Unglück

Marl: Ein Toter bei Kesselexplosion in Chemieanlage

Gefahr einer gigantischen Explosion ist gebannt

- Zwei von insgesamt drei nach dem Unglück zunächst Vermissten hielten sich laut Polizei zu Hause auf.

Ein Mitarbeiter sei "tödlich verletzt" worden, teilte der Chemiepark-Betreiber mit. Obwohl der Mann von Rettungskräften gesichtet wurde, war sein Schicksal zunächst unklar, da die Feuerwehr ihn nicht bergen konnte. Eines der Opfer liege noch "bewegungslos in der Anlage", hieß es dazu in einer Mitteilung des Betreibers, der kurz darauf den Tod des Mitarbeiters bekannt gab.

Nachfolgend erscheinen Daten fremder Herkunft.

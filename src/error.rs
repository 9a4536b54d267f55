//! Ubiquitous types for error management.

use std::io::Error as IoError;

use thiserror::Error;

#[derive(Debug, Error)]
/// The main error type for the `gbcodon` crate.
///
/// Apart from [`Error::Io`] and [`Error::Csv`], every variant describes a
/// single damaged entry: the parser skips it and carries on with the next one.
pub enum Error {
    #[error("io error: {0}")]
    Io(#[from] IoError),
    #[error("csv error: {0}")]
    Csv(#[from] csv::Error),
    #[error("invalid UTF-8 in entry starting at line {line}")]
    InvalidUtf8 { line: usize },
    #[error("unexpected end of file in entry starting at line {line}")]
    UnexpectedEof { line: usize },
    #[error("feature `{key}` without qualifiers in entry starting at line {line}")]
    EmptyFeature { key: String, line: usize },
    #[error("missing accession in entry starting at line {line}")]
    MissingAccession { line: usize },
}

impl Error {
    /// Get the line where the damaged entry started, if any.
    pub fn line(&self) -> Option<usize> {
        match self {
            Error::UnexpectedEof { line }
            | Error::EmptyFeature { line, .. }
            | Error::MissingAccession { line }
            | Error::InvalidUtf8 { line } => Some(*line),
            Error::Io(_) | Error::Csv(_) => None,
        }
    }

    /// Check whether parsing can resume after this error.
    pub fn is_recoverable(&self) -> bool {
        !matches!(self, Error::Io(_) | Error::Csv(_))
    }
}

/// The main result type for the `gbcodon` crate.
pub type Result<T> = std::result::Result<T, Error>;

// ---------------------------------------------------------------------------

#[derive(Default, Debug, Clone, Error, PartialEq, Eq)]
#[error("invalid value: {0}")]
/// The error type for types with constrained values.
pub struct InvalidValue(pub String);

impl<S: Into<String>> From<S> for InvalidValue {
    fn from(s: S) -> Self {
        InvalidValue(s.into())
    }
}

Zwei weitere zunächst Vermisste konnten einem Polizeisprecher zufolge zu Hause telefonisch kontaktiert werden. Laut Polizei gab es zudem zwei Verletzte, von denen einer am Samstagabend nach wie vor im Krankenhaus behandelt wurde; der andere sei bereits wieder aus der Klinik entlassen worden, teilte Infracor mit. Über Marl stand nach der Explosion eine zeitweise 100 Meter hohe Rauchwolke, die vom Wind in südliche Richtung getrieben wurde. Wie ein Sprecher des Chemieparks mitteilte, ereignete sich die Explosion um 13.40 Uhr in einer Anlage der Firma Evonik Degussa. Dort seien Vorprodukte für Kunststoffe hergestellt worden.